The effect of the tourist on the health and health services of the destination country is also important. This is usually considered from the point of view of the environment. Many of the tourism developments have taken place with scant regard for their environmental impact, and it has not been unusual to find tourist destinations which have become so popular that the environment cannot support the visitors density, and deteriorate, ultimately becoming unattractive to the tourists themselves. With the growing concern for sound ecological management, more governments in developing countries are weighing carefully the extent to which they mortgage their long - term development by allowing depreciation of the natural environment with the object of short - term gain. The thrust has to be towards tourist development which is ecologically sound.
Tourism has an impact on the health services of the destination country. Not only are the local health services called upon to treat many of the minor aliments which occur, but, with an increase in age of the tourists, they sometimes have to manage more severe illnesses. It is not infrequent to have patients being repatriated by flight ambulance for severe medical problems such as myocardial infarction, severe trauma, etc.
In small countries with a high tourist density there may be a significant demand on the local health services, and the availability of such services has to be taken into account when tourist destinations are promoted. Mention must also be made of patients with special problems, e.g. patients on chronic haemodialysis who travel and have their treatment in the local health facilities. Various associations provide, on request, information about the availability of health facilities.
It should also be noted that the local population is at risk of having diseases transmitted by tourists. If the term tourist is extended to mean traveller, it is highly probably that the deadly AIDS virus was introduced into some countries in this manner.
The third and perhaps most neglected aspect of the health and tourism interaction is health tourism, i.e. persons travelling for health reasons. It has even been said that health was the original motive for tourism as we know it today, as ancient travellers were attracted to the various spas which were thought to have healing characteristics. It has also been argued that, to the extent that rest and relaxation contribute to good mental health, most tourism has a health motive. Several tropical destinations are promoted in exactly this way - the peace and tranquillity to isolation which contribute to mental recuperation.

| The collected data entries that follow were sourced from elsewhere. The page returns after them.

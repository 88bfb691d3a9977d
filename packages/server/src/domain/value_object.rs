//! Value objects: connection identity and display name.

use std::{fmt, net::SocketAddr};

use uuid::Uuid;

/// Opaque identity of one live client session.
///
/// Generated by the transport when a connection is accepted. The core only
/// stores and compares it.
#[derive(Debug, Clone, Copy, PartialEq, Eq, Hash, PartialOrd, Ord)]
pub struct ConnectionId(Uuid);

impl ConnectionId {
    /// Generate a fresh, random connection identity
    pub fn generate() -> Self {
        Self(Uuid::new_v4())
    }
}

impl fmt::Display for ConnectionId {
    fn fmt(&self, f: &mut fmt::Formatter<'_>) -> fmt::Result {
        write!(f, "{}", self.0)
    }
}

/// Display name shown in front of a client's messages.
///
/// Defaults to the remote address rendered at connect time. An empty name
/// stands for "unknown connection".
#[derive(Debug, Clone, Default, PartialEq, Eq, Hash, PartialOrd, Ord)]
pub struct DisplayName(String);

impl DisplayName {
    pub fn new(name: impl Into<String>) -> Self {
        Self(name.into())
    }

    /// Default name for a freshly opened connection
    pub fn from_addr(addr: SocketAddr) -> Self {
        Self(addr.to_string())
    }

    /// The absent name used for connections the registry does not know
    pub fn empty() -> Self {
        Self::default()
    }

    pub fn as_str(&self) -> &str {
        &self.0
    }

    pub fn is_empty(&self) -> bool {
        self.0.is_empty()
    }

    pub fn into_string(self) -> String {
        self.0
    }
}

impl fmt::Display for DisplayName {
    fn fmt(&self, f: &mut fmt::Formatter<'_>) -> fmt::Result {
        f.write_str(&self.0)
    }
}

#[cfg(test)]
mod tests {
    use super::*;

    #[test]
    fn test_connection_id_generate_is_unique() {
        // テスト項目: 生成される ConnectionId は毎回異なる
        // given (前提条件):

        // when (操作):
        let a = ConnectionId::generate();
        let b = ConnectionId::generate();

        // then (期待する結果):
        assert_ne!(a, b);
    }

    #[test]
    fn test_display_name_from_addr() {
        // テスト項目: リモートアドレスからデフォルトの表示名が作られる
        // given (前提条件):
        let addr: SocketAddr = "192.168.0.10:53211".parse().unwrap();

        // when (操作):
        let name = DisplayName::from_addr(addr);

        // then (期待する結果):
        assert_eq!(name.as_str(), "192.168.0.10:53211");
        assert_eq!(name.to_string(), "192.168.0.10:53211");
    }

    #[test]
    fn test_display_name_from_ipv6_addr() {
        // テスト項目: IPv6 アドレスは角括弧付きで表示される
        // given (前提条件):
        let addr: SocketAddr = "[::1]:9000".parse().unwrap();

        // when (操作):
        let name = DisplayName::from_addr(addr);

        // then (期待する結果):
        assert_eq!(name.as_str(), "[::1]:9000");
    }

    #[test]
    fn test_display_name_empty() {
        // テスト項目: 空の表示名は空文字列として扱われる
        // given (前提条件):

        // when (操作):
        let name = DisplayName::empty();

        // then (期待する結果):
        assert!(name.is_empty());
        assert_eq!(name, DisplayName::default());
        assert_eq!(name.into_string(), "");
    }
}
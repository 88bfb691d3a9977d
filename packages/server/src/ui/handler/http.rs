//! Admin HTTP API endpoint handlers.

use std::sync::Arc;

use axum::{Json, Router, extract::State, routing::get};
use tower_http::trace::TraceLayer;

use crate::{infrastructure::dto::http::ConnectionListDto, ui::state::AppState};

/// Router of the admin HTTP API
pub fn admin_router(state: Arc<AppState>) -> Router {
    Router::new()
        .route("/api/health", get(health_check))
        .route("/api/connections", get(list_connections))
        .layer(TraceLayer::new_for_http())
        .with_state(state)
}

/// Health check endpoint
pub async fn health_check() -> Json<serde_json::Value> {
    Json(serde_json::json!({"status": "ok"}))
}

/// List of open connections (for diagnostics)
pub async fn list_connections(State(state): State<Arc<AppState>>) -> Json<ConnectionListDto> {
    let entries = state.chat_room.registry().snapshot().await;
    Json(ConnectionListDto::from(entries))
}
//! Time-related utilities with clock abstraction for testability.

use chrono::{DateTime, SecondsFormat, Utc};

/// Clock trait for dependency injection and testing
pub trait Clock: Send + Sync {
    /// Get current Unix timestamp in UTC (milliseconds)
    fn now_millis(&self) -> i64;
}

/// System clock implementation (uses actual system time)
#[derive(Debug, Clone, Copy, Default)]
pub struct SystemClock;

impl Clock for SystemClock {
    fn now_millis(&self) -> i64 {
        now_millis()
    }
}

/// Fixed clock implementation for testing (returns a fixed time)
#[derive(Debug, Clone, Copy)]
pub struct FixedClock {
    fixed_time: i64,
}

impl FixedClock {
    /// Create a new fixed clock with the given timestamp
    pub fn new(fixed_time_millis: i64) -> Self {
        Self {
            fixed_time: fixed_time_millis,
        }
    }
}

impl Clock for FixedClock {
    fn now_millis(&self) -> i64 {
        self.fixed_time
    }
}

/// Get current Unix timestamp in UTC (milliseconds)
pub fn now_millis() -> i64 {
    Utc::now().timestamp_millis()
}

/// Convert Unix timestamp (milliseconds) to RFC 3339 format (UTC, millisecond precision)
///
/// Out-of-range timestamps fall back to the Unix epoch.
pub fn timestamp_to_rfc3339(timestamp_millis: i64) -> String {
    DateTime::<Utc>::from_timestamp_millis(timestamp_millis)
        .unwrap_or_default()
        .to_rfc3339_opts(SecondsFormat::Millis, true)
}
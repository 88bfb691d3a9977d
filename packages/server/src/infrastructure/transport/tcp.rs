//! TCP を使った Connection 実装
//!
//! ## 責務
//!
//! - コネクションごとの送信キュー（容量付きの `Sender`）を管理
//! - 専用の writer タスクがキューからバッファを取り出し、順番にソケットへ書き込む
//!
//! ## 設計ノート
//!
//! ソケットの読み取りは UI 層（`ui/handler/tcp.rs`）が行います。
//! この実装は書き込み側（write half）だけを受け取り、送信に使用します。
//!
//! `send` はキューに積むだけなので書き込み完了を待ちません。
//! キューは FIFO なので、同じコネクションへの送信は呼び出し順に届きます。
//! 読まないクライアントのためにメモリが増え続けないよう、キューには上限があり、
//! 満杯のときの `send` は `PushError::Full` を返します（ブロードキャストはこれを無視します）。

use std::net::SocketAddr;

use tokio::{
    io::{AsyncWrite, AsyncWriteExt},
    sync::mpsc::{self, error::TrySendError},
    task::JoinHandle,
};

use crate::domain::{Connection, ConnectionId, PushError};

/// Buffers queued per connection before sends start failing with `Full`
pub const OUTBOUND_QUEUE_CAPACITY: usize = 1024;

/// Outbound queue of one connection
pub type OutboundChannel = mpsc::Sender<Vec<u8>>;

/// TCP を使った Connection 実装
pub struct TcpConnection {
    id: ConnectionId,
    remote_addr: SocketAddr,
    outbound: OutboundChannel,
}

impl TcpConnection {
    /// Create the connection and spawn its writer task.
    ///
    /// The writer task ends when every handle to the connection is dropped
    /// (after flushing what is already queued) or when a write fails.
    ///
    /// # Arguments
    ///
    /// * `remote_addr` - Peer address reported by `accept`
    /// * `writer` - Write half of the stream (e.g. `OwnedWriteHalf`)
    pub fn spawn<W>(remote_addr: SocketAddr, writer: W) -> (Self, JoinHandle<()>)
    where
        W: AsyncWrite + Unpin + Send + 'static,
    {
        Self::spawn_with_capacity(remote_addr, writer, OUTBOUND_QUEUE_CAPACITY)
    }

    /// Same as [`TcpConnection::spawn`] with an explicit queue capacity
    pub fn spawn_with_capacity<W>(
        remote_addr: SocketAddr,
        writer: W,
        capacity: usize,
    ) -> (Self, JoinHandle<()>)
    where
        W: AsyncWrite + Unpin + Send + 'static,
    {
        let id = ConnectionId::generate();
        let (tx, rx) = mpsc::channel(capacity.max(1));
        let handle = writer_loop(id, rx, writer);
        let connection = Self {
            id,
            remote_addr,
            outbound: tx,
        };
        (connection, handle)
    }
}

impl Connection for TcpConnection {
    fn id(&self) -> ConnectionId {
        self.id
    }

    fn remote_addr(&self) -> SocketAddr {
        self.remote_addr
    }

    fn send(&self, bytes: Vec<u8>) -> Result<(), PushError> {
        self.outbound.try_send(bytes).map_err(|e| match e {
            TrySendError::Full(_) => PushError::Full(self.id),
            TrySendError::Closed(_) => PushError::ConnectionClosed(self.id),
        })
    }
}

/// Drains the outbound queue into the socket, one buffer at a time.
fn writer_loop<W>(
    id: ConnectionId,
    mut rx: mpsc::Receiver<Vec<u8>>,
    mut writer: W,
) -> JoinHandle<()>
where
    W: AsyncWrite + Unpin + Send + 'static,
{
    tokio::spawn(async move {
        while let Some(bytes) = rx.recv().await {
            if let Err(e) = writer.write_all(&bytes).await {
                tracing::debug!("Failed to write to connection '{}': {}", id, e);
                break;
            }
        }
        let _ = writer.shutdown().await;
        tracing::debug!("Writer for connection '{}' stopped", id);
    })
}
//! Multi-client chat relay library.
//!
//! Clients connect over TCP and send text; every chunk a client sends is
//! rebroadcast to every other connected client, and joins and departures
//! are announced.
//!
//! Messages are whatever bytes arrived together in one read. There is no
//! line reassembly across reads, so one message may span several logical
//! lines or only part of one.

// layers
pub mod domain;
pub mod infrastructure;
pub mod ui;
pub mod usecase;

#[cfg(test)]
pub(crate) mod testing;
//! Event dispatcher
//!
//! トランスポートから届くイベント（open / data / close）を 1 つの入口 `handle` で受け取り、
//! 対応するユースケースに振り分けます。
//! 合成したイベントを渡せば、実際のトランスポートなしでテストできます。

use std::sync::Arc;

use crate::domain::{ChatEvent, ConnectionRegistry};

use super::{
    broadcast::Broadcaster, close_connection::CloseConnectionUseCase,
    open_connection::OpenConnectionUseCase, relay_message::RelayMessageUseCase,
};

/// The chat room: registry plus the policy applied to each event
pub struct ChatRoom {
    registry: Arc<dyn ConnectionRegistry>,
    open_connection_usecase: OpenConnectionUseCase,
    close_connection_usecase: CloseConnectionUseCase,
    relay_message_usecase: RelayMessageUseCase,
}

impl ChatRoom {
    /// Wire the use cases around one shared registry
    pub fn new(registry: Arc<dyn ConnectionRegistry>) -> Self {
        let broadcaster = Arc::new(Broadcaster::new(registry.clone()));
        Self {
            open_connection_usecase: OpenConnectionUseCase::new(
                registry.clone(),
                broadcaster.clone(),
            ),
            close_connection_usecase: CloseConnectionUseCase::new(
                registry.clone(),
                broadcaster.clone(),
            ),
            relay_message_usecase: RelayMessageUseCase::new(registry.clone(), broadcaster),
            registry,
        }
    }

    /// Handle one transport event.
    ///
    /// # Returns
    ///
    /// Bytes to write to the event's own connection only (the welcome
    /// message on `Open`), `None` otherwise
    pub async fn handle(&self, event: ChatEvent) -> Option<Vec<u8>> {
        tracing::trace!(
            "Handling {} event for '{}'",
            event.kind(),
            event.connection().id()
        );
        match event {
            ChatEvent::Open(connection) => {
                Some(self.open_connection_usecase.execute(connection).await)
            }
            ChatEvent::Data(connection, payload) => {
                self.relay_message_usecase
                    .execute(&connection, &payload)
                    .await;
                None
            }
            ChatEvent::Close(connection) => {
                self.close_connection_usecase.execute(&connection).await;
                None
            }
        }
    }

    pub fn registry(&self) -> &Arc<dyn ConnectionRegistry> {
        &self.registry
    }

    /// Number of open connections, for diagnostics
    pub async fn connection_count(&self) -> usize {
        self.registry.count().await
    }
}

#[cfg(test)]
mod tests {
    use super::*;
    use crate::{
        domain::Connection, infrastructure::registry::InMemoryConnectionRegistry,
        testing::RecordingConnection,
    };

    // ========================================
    // テスト作業記録
    // ========================================
    // 【何をテストするか】
    // - 合成したイベント列に対するチャットルーム全体の振る舞い
    //
    // 【どのようなシナリオをテストするか】
    // 1. C1, C2, C3 が接続 → C1 が発言 → C2 が切断
    // 2. C1, C3 が接続中に C4 が接続
    // 3. N 回の open と M 回の close の後のエントリ数
    // ========================================

    fn create_room() -> ChatRoom {
        ChatRoom::new(Arc::new(InMemoryConnectionRegistry::new()))
    }

    fn conn(addr: &str) -> Arc<RecordingConnection> {
        Arc::new(RecordingConnection::new(addr))
    }

    async fn open(room: &ChatRoom, conn: &Arc<RecordingConnection>) -> Option<Vec<u8>> {
        room.handle(ChatEvent::Open(conn.clone())).await
    }

    #[tokio::test]
    async fn test_message_then_departure_scenario() {
        // テスト項目: 発言は送信者以外に届き、切断は残りの参加者に通知される
        // given (前提条件): C1, C2, C3 の順に接続
        let room = create_room();
        let c1 = conn("10.0.0.1:4001");
        let c2 = conn("10.0.0.2:4002");
        let c3 = conn("10.0.0.3:4003");
        open(&room, &c1).await;
        open(&room, &c2).await;
        open(&room, &c3).await;
        let before = (c1.received().len(), c2.received().len(), c3.received().len());

        // when (操作): C1 が "hi" を送信
        let reply = room
            .handle(ChatEvent::Data(c1.clone(), b"hi".to_vec()))
            .await;

        // then (期待する結果):
        assert_eq!(reply, None);
        assert_eq!(c1.received().len(), before.0);
        assert_eq!(
            c2.received_text().last().map(String::as_str),
            Some("10.0.0.1:4001: hi\n")
        );
        assert_eq!(
            c3.received_text().last().map(String::as_str),
            Some("10.0.0.1:4001: hi\n")
        );
        assert_eq!(c2.received().len(), before.1 + 1);
        assert_eq!(c3.received().len(), before.2 + 1);

        // when (操作): C2 が切断
        room.handle(ChatEvent::Close(c2.clone())).await;

        // then (期待する結果):
        assert_eq!(
            c1.received_text().last().map(String::as_str),
            Some("10.0.0.2:4002 has left the chatroom.\n")
        );
        assert_eq!(
            c3.received_text().last().map(String::as_str),
            Some("10.0.0.2:4002 has left the chatroom.\n")
        );
        assert_eq!(room.connection_count().await, 2);
    }

    #[tokio::test]
    async fn test_join_scenario() {
        // テスト項目: 新規接続者にはウェルカムメッセージ、他の参加者には入室メッセージ
        // given (前提条件): C1, C3 が接続中
        let room = create_room();
        let c1 = conn("10.0.0.1:4001");
        let c3 = conn("10.0.0.3:4003");
        open(&room, &c1).await;
        open(&room, &c3).await;
        assert_eq!(room.connection_count().await, 2);

        // when (操作): C4 が接続
        let c4 = conn("10.0.0.4:4004");
        let welcome = open(&room, &c4).await;

        // then (期待する結果):
        let welcome = welcome.expect("open returns a welcome message");
        assert_eq!(welcome, b"Welcome to the chatroom.\n");
        assert_ne!(welcome, b"10.0.0.4:4004 has entered the chatroom.\n");
        assert_eq!(
            c1.received_text().last().map(String::as_str),
            Some("10.0.0.4:4004 has entered the chatroom.\n")
        );
        assert_eq!(
            c3.received_text().last().map(String::as_str),
            Some("10.0.0.4:4004 has entered the chatroom.\n")
        );
        assert!(c4.received().is_empty());
        assert_eq!(room.connection_count().await, 3);
    }

    #[tokio::test]
    async fn test_registry_size_after_opens_and_closes() {
        // テスト項目: エントリ数 = open 数 - 登録済みコネクションに一致した close 数
        // given (前提条件):
        let room = create_room();
        let conns: Vec<_> = (1..=6).map(|i| conn(&format!("10.0.0.{}:5000", i))).collect();
        for c in &conns {
            open(&room, c).await;
        }

        // when (操作): 2 つを切断し、1 つは二重に切断、未登録の 1 つも切断
        room.handle(ChatEvent::Close(conns[0].clone())).await;
        room.handle(ChatEvent::Close(conns[3].clone())).await;
        room.handle(ChatEvent::Close(conns[3].clone())).await;
        room.handle(ChatEvent::Close(conn("10.0.0.99:5000"))).await;

        // then (期待する結果):
        assert_eq!(room.connection_count().await, 4);
        assert_eq!(room.registry().snapshot().await.len(), 4);
    }

    #[tokio::test(flavor = "multi_thread", worker_threads = 4)]
    async fn test_concurrent_events_for_distinct_connections() {
        // テスト項目: 異なるコネクションのイベントを並行に処理しても壊れない
        // given (前提条件):
        let room = Arc::new(create_room());
        let conns: Vec<_> = (0..32)
            .map(|i| conn(&format!("10.0.1.{}:6000", i)))
            .collect();

        // when (操作): 各コネクションは自分のタスク内で open → data → (偶数なら) close
        let mut handles = Vec::new();
        for (i, c) in conns.iter().cloned().enumerate() {
            let room = room.clone();
            handles.push(tokio::spawn(async move {
                room.handle(ChatEvent::Open(c.clone())).await;
                room.handle(ChatEvent::Data(c.clone(), b"ping".to_vec()))
                    .await;
                if i % 2 == 0 {
                    room.handle(ChatEvent::Close(c.clone())).await;
                }
            }));
        }
        for handle in handles {
            handle.await.unwrap();
        }

        // then (期待する結果):
        assert_eq!(room.connection_count().await, 16);
        for c in &conns {
            let own_prefix = format!("{}: ", c.remote_addr());
            assert!(
                c.received_text()
                    .iter()
                    .all(|line| !line.starts_with(&own_prefix))
            );
        }
    }
}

There is, however, health tourism related to specific health - care interventions. Large metropolitan countries promote centres for specialised health care. A not insignificant part of the practice in Londons famous Harley Street comes from visitors. Centres such as Houston and Miami in the United States attract visitors for health care. But health tourism is also growing in the developing countries as the cost of medical care rises in the developed countries. There needs to be a more aggressive approach to the research and development of this aspect of tourism.
These points of interaction between health and tourism need to be explored further. There are some data on the health of the tourist, but very sparse information on how the health of the national population is affected by tourism, and almost no information on the impact of tourism on the local health services in the developing countries.
There is laudable concern for the health of the tourist; this should be matched by research on and attention to the impact of tourism on local physical and environmental health and the extent to which health tourism can be a part of the tourism product which makes the developing countries attractive to tourist visitors.